RISING HerWay: The Women Rising Project, is where we finally stop shrinking.
It is not just about wellness. It is about reclamation.
Of voice. Of joy. Of community. Of self.
We are not building another program.
We are building an uprising.
Through conferences, sisterhood ops, hands-on getaways, trauma-informed tools, and spaces built by and for women who have lived it — we are creating healing on our terms.
Whether you are a woman veteran, a spouse who served in silence, a daughter or granddaughter raised in the shadows of war, or a military-connected woman navigating trauma in a system that rarely made room for you — you are HER why.
Why We Rise? Because We Have Fallen Enough.
We rise because too many of our sisters did not get the chance to.
We rise because silence nearly killed us.
We rise because healing should never feel like a punishment.

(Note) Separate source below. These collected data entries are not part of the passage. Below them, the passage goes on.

// src/exec/spawner.rs

use std::path::Path;
use std::process::Stdio;

use tokio::process::{Child, ChildStderr, ChildStdout, Command};
use tracing::info;

use crate::errors::{BundleError, Result};
use crate::exec::resolver::CommandLine;

/// A freshly started child with both output pipes still attached.
#[derive(Debug)]
pub struct SpawnedProcess {
    command: String,
    child: Child,
    stdout: Option<ChildStdout>,
    stderr: Option<ChildStderr>,
}

impl SpawnedProcess {
    /// Rendered command line, for diagnostics.
    pub fn command(&self) -> &str {
        &self.command
    }

    pub fn id(&self) -> Option<u32> {
        self.child.id()
    }

    /// Split into the child handle and its two output pipes.
    pub fn into_parts(self) -> (Child, Option<ChildStdout>, Option<ChildStderr>) {
        (self.child, self.stdout, self.stderr)
    }
}

/// Start exactly one child process running `command` inside `working_dir`.
///
/// stdout and stderr are piped; stdin is closed. The child is killed if its
/// handle is dropped, so an abandoned session never leaves an orphan behind.
pub fn spawn_process(command: &CommandLine, working_dir: &Path) -> Result<SpawnedProcess> {
    let rendered = command.to_string();

    info!(cmd = %rendered, cwd = %working_dir.display(), "starting build tool process");

    let mut cmd = Command::new(&command.program);
    cmd.args(&command.args)
        .current_dir(working_dir)
        .stdin(Stdio::null())
        .stdout(Stdio::piped())
        .stderr(Stdio::piped())
        .kill_on_drop(true);

    let mut child = cmd.spawn().map_err(|source| BundleError::SpawnFailure {
        command: rendered.clone(),
        source,
    })?;

    let stdout = child.stdout.take();
    let stderr = child.stderr.take();

    Ok(SpawnedProcess {
        command: rendered,
        child,
        stdout,
        stderr,
    })
}
// src/exec/mod.rs

//! Build-tool process execution.
//!
//! Bottom-up:
//! - [`resolver`] picks the executable (wrapper script or global command) and
//!   builds the platform-specific command line.
//! - [`goals`] holds the ordered goal list passed to one invocation.
//! - [`spawner`] starts the child with piped output.
//! - [`drain`] captures stdout/stderr/exit code concurrently and exposes a
//!   single join barrier.
//! - [`outcome`] classifies a finished process as a successful build or not.
//! - [`executor`] ties the above together into `run` / `build`.

pub mod drain;
pub mod executor;
pub mod goals;
pub mod outcome;
pub mod resolver;
pub mod spawner;

pub use drain::{
    CaptureFailure, CaptureSource, DrainHandle, DrainOptions, EXIT_CODE_UNAVAILABLE, ProcessResult,
    start_drain,
};
pub use executor::{BuildExecutor, BuildReport};
pub use goals::GoalSequence;
pub use outcome::BuildOutcome;
pub use resolver::{CommandLine, ExecutableResolution};
pub use spawner::{SpawnedProcess, spawn_process};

And we rise together — not with pretense, but with purpose.
Raw. Real. Restorative.
So if you are tired of feeling like you don’t fit —
If the Department of Veteran Affairs felt like a dead end —
If you have tried to heal in places that only harmed you —
If you are ready to reclaim joy, identity, and belonging...
We are here. We see you. And we built this with you in mind.
Join Us. No Rank. No Rules. Just HER Rise.
You did not come this far to heal alone. It is HER time. It is HER way.
With grit, grace, and fire,
Tamika Saxx
Disabled U.S. Army Veteran | Founder | Licensed Mental Health Professional
RISING HerWay: The Women Rising Project
📚 Sources & Research:
U.S. Department of Veterans Affairs, Office of Mental Health and Suicide Prevention. (2023). 2023 National Veteran Suicide Prevention Annual Report.
U.S. Department of Veterans Affairs. (2023). Military Sexual Trauma (MST) Annual Report.
National Center for Veterans Analysis and Statistics. (2024). Women Veterans Report.
Maguen, S. et al. (2022). Gender Differences in Mental Health Outcomes Among U.S. Veterans. American Journal of Psychiatry.
Washington, D.L. et al. (2022). Why Women Veterans Do Not Use VA Services: Perceived Stigma, System Barriers, and Mistrust. Journal of General Internal Medicine.